→ **Input for this task**:
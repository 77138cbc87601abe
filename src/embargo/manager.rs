use super::Embargo;
use crate::error::{AccessError, AccessResult};
use crate::resource::{Resource, ResourceId};
use crate::store::AccessContext;
use crate::temporal::RestrictionState;
use crate::visibility::{Visibility, VisibilityWriter};
use crate::{log_embargo_error, log_embargo_info, log_embargo_warn};
use once_cell::unsync::OnceCell;

/// Lifecycle operations for the embargo attached to one resource.
///
/// The embargo record is looked up on first use and memoised for the life
/// of the manager, so a manager should be scoped to a single operation.
///
/// # Examples
///
/// ```no_run
/// use access_lifecycle::embargo::EmbargoManager;
/// use access_lifecycle::resource::Resource;
/// use access_lifecycle::store::{AccessContext, MemoryStore};
/// use std::sync::Arc;
///
/// let context = AccessContext::with_store(Arc::new(MemoryStore::new()));
/// let mut manager = EmbargoManager::new(Resource::work(), context);
/// if manager.release()? {
///     println!("released");
/// }
/// # Ok::<(), access_lifecycle::error::AccessError>(())
/// ```
pub struct EmbargoManager {
    resource: Resource,
    context: AccessContext,
    embargo: OnceCell<Option<Embargo>>,
}

impl EmbargoManager {
    pub fn new(resource: Resource, context: AccessContext) -> Self {
        Self {
            resource,
            context,
            embargo: OnceCell::new(),
        }
    }

    pub fn resource(&self) -> &Resource {
        &self.resource
    }

    pub fn into_resource(self) -> Resource {
        self.resource
    }

    /// The attached embargo record, if any
    pub fn embargo(&self) -> AccessResult<Option<&Embargo>> {
        let embargo = self.embargo.get_or_try_init(|| match &self.resource.embargo_id {
            Some(id) => self.context.queries().find_embargo(id).map(Some),
            None => Ok(None),
        })?;
        Ok(embargo.as_ref())
    }

    pub fn under_embargo(&self) -> AccessResult<bool> {
        let now = self.context.now();
        Ok(self.embargo()?.map_or(false, |e| e.is_active(now)))
    }

    pub fn state(&self) -> AccessResult<RestrictionState> {
        let now = self.context.now();
        Ok(self
            .embargo()?
            .map_or(RestrictionState::None, |e| e.state(now)))
    }

    /// Assign the embargo's "during" grants when the resource is under embargo.
    /// Returns whether anything was applied.
    pub fn apply(&self) -> AccessResult<bool> {
        if !self.under_embargo()? {
            return Ok(false);
        }
        VisibilityWriter::new(&self.resource, &self.context)?
            .assign_access_for(Visibility::Embargo)?;
        Ok(true)
    }

    /// Shorthand for `EmbargoManager::new(..).apply()`
    pub fn apply_embargo_for(resource: &Resource, context: &AccessContext) -> AccessResult<bool> {
        EmbargoManager::new(resource.clone(), context.clone()).apply()
    }

    /// Persist a new embargo and attach it to the resource.
    pub fn attach(&mut self, embargo: Embargo) -> AccessResult<Embargo> {
        embargo.validate()?;
        let saved = self.context.persister().save_embargo(&embargo)?;
        let previous = self.resource.embargo_id.replace(require_id(&saved)?);
        if let Err(e) = self.context.persister().save_resource(&self.resource) {
            self.resource.embargo_id = previous;
            return Err(e);
        }

        log_embargo_info!(
            "Attached embargo until {} to {}",
            saved.embargo_release_date.format("%Y-%m-%d"),
            self.resource.id
        );
        self.embargo = OnceCell::new();
        Ok(saved)
    }

    /// Lift the embargo regardless of its date.
    ///
    /// Assigns the post-embargo visibility, marks the record released, then
    /// detaches it from the resource. Returns `Ok(false)` when no embargo is
    /// attached.
    ///
    /// # Errors
    ///
    /// `ReleaseFailed` if any step fails. The resource keeps its `embargo_id`
    /// in every failure case.
    pub fn release(&mut self) -> AccessResult<bool> {
        let mut embargo = match self.embargo()? {
            Some(embargo) => embargo.clone(),
            None => return Ok(false),
        };

        if let Err(e) = self.release_record(&mut embargo) {
            log_embargo_error!("Releasing embargo on {} failed: {}", self.resource.id, e);
            return Err(AccessError::release_failed(&self.resource.id, &e));
        }
        self.nullify()
            .map_err(|e| AccessError::release_failed(&self.resource.id, &e))?;

        log_embargo_info!("Released embargo on {}", self.resource.id);
        Ok(true)
    }

    fn release_record(&mut self, embargo: &mut Embargo) -> AccessResult<()> {
        if embargo.is_released() {
            log_embargo_warn!(
                "Embargo on {} was already released; detaching only",
                self.resource.id
            );
            return Ok(());
        }
        VisibilityWriter::new(&self.resource, &self.context)?
            .assign_access_for(embargo.visibility_after_embargo)?;
        embargo.deactivate(self.context.now());
        let saved = self.context.persister().save_embargo(embargo)?;
        self.embargo = OnceCell::with_value(Some(saved));
        Ok(())
    }

    /// Detach the embargo without touching visibility. Idempotent.
    /// Returns the id of the detached record.
    pub fn nullify(&mut self) -> AccessResult<Option<ResourceId>> {
        let detached = match self.resource.embargo_id.take() {
            Some(id) => id,
            None => return Ok(None),
        };
        if let Err(e) = self.context.persister().save_resource(&self.resource) {
            self.resource.embargo_id = Some(detached);
            return Err(e);
        }
        self.embargo = OnceCell::with_value(None);
        Ok(Some(detached))
    }

    /// Unsaved copy of the attached embargo, for attaching elsewhere.
    pub fn clone_embargo(&self) -> AccessResult<Option<Embargo>> {
        Ok(self.embargo()?.map(Embargo::duplicate))
    }
}

fn require_id(embargo: &Embargo) -> AccessResult<ResourceId> {
    embargo
        .id
        .clone()
        .ok_or_else(|| AccessError::persistence("Store returned an embargo without an id"))
}

#[cfg(test)]
mod tests {
    use super::*;
    use crate::permissions::PermissionManager;
    use crate::store::{FixedClock, MemoryStore};
    use crate::visibility::VisibilityReader;
    use chrono::{Duration, TimeZone, Utc};
    use std::sync::Arc;

    fn context() -> AccessContext {
        let now = Utc.with_ymd_and_hms(2026, 3, 1, 12, 0, 0).unwrap();
        AccessContext::with_store(Arc::new(MemoryStore::new()))
            .with_clock(Arc::new(FixedClock(now)))
    }

    fn embargoed(context: &AccessContext, days: i64) -> Resource {
        let mut manager = EmbargoManager::new(Resource::work(), context.clone());
        manager
            .attach(Embargo::new(
                context.now() + Duration::days(days),
                Visibility::Restricted,
                Visibility::Open,
            ))
            .unwrap();
        manager.apply().unwrap();
        manager.into_resource()
    }

    #[test]
    fn test_no_embargo() {
        let ctx = context();
        let mut manager = EmbargoManager::new(Resource::work(), ctx);
        assert!(!manager.under_embargo().unwrap());
        assert_eq!(manager.state().unwrap(), RestrictionState::None);
        assert!(!manager.release().unwrap());
        assert_eq!(manager.nullify().unwrap(), None);
        assert!(manager.clone_embargo().unwrap().is_none());
    }

    #[test]
    fn test_release_active_embargo() {
        let ctx = context();
        let work = embargoed(&ctx, 10);
        let embargo_id = work.embargo_id.clone().unwrap();
        assert_eq!(
            VisibilityReader::new(&work, &ctx).read().unwrap(),
            Visibility::Embargo
        );

        let mut manager = EmbargoManager::new(work, ctx.clone());
        assert!(manager.release().unwrap());
        let work = manager.into_resource();

        assert!(work.embargo_id.is_none());
        assert_eq!(ctx.queries().find_resource(&work.id).unwrap().embargo_id, None);
        assert_eq!(
            VisibilityReader::new(&work, &ctx).read().unwrap(),
            Visibility::Open
        );
        let record = ctx.queries().find_embargo(&embargo_id).unwrap();
        assert!(record.is_released());
        assert_eq!(record.embargo_history.len(), 1);
    }

    #[test]
    fn test_lapsed_embargo_is_not_under_embargo() {
        let ctx = context();
        let work = embargoed(&ctx, -1);
        let manager = EmbargoManager::new(work, ctx);
        assert!(!manager.under_embargo().unwrap());
        assert_eq!(manager.state().unwrap(), RestrictionState::Lapsed);
    }

    #[test]
    fn test_nullify_keeps_grants() {
        let ctx = context();
        let work = embargoed(&ctx, 10);
        let mut manager = EmbargoManager::new(work, ctx.clone());
        assert!(manager.nullify().unwrap().is_some());
        assert_eq!(manager.nullify().unwrap(), None);

        let work = manager.into_resource();
        let permissions = PermissionManager::for_resource(&work.id, &ctx).unwrap();
        assert!(permissions.read_groups().is_empty());
        assert_eq!(
            VisibilityReader::new(&work, &ctx).read().unwrap(),
            Visibility::Restricted
        );
    }

    #[test]
    fn test_clone_is_unsaved_copy() {
        let ctx = context();
        let work = embargoed(&ctx, 10);
        let manager = EmbargoManager::new(work, ctx);
        let copy = manager.clone_embargo().unwrap().unwrap();
        assert!(copy.id.is_none());
        assert_eq!(copy.visibility_after_embargo, Visibility::Open);
    }

    #[test]
    fn test_attach_rejects_temporal_visibility() {
        let ctx = context();
        let mut manager = EmbargoManager::new(Resource::work(), ctx.clone());
        let err = manager
            .attach(Embargo::new(ctx.now(), Visibility::Embargo, Visibility::Open))
            .unwrap_err();
        assert!(matches!(err, AccessError::InvalidTransition(_)));
        assert!(manager.resource().embargo_id.is_none());
    }
}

→ **Exercise goal**: Across the entries, how many lines hold the word "AccessResult"? Say only the number.

→ **Task response**: 12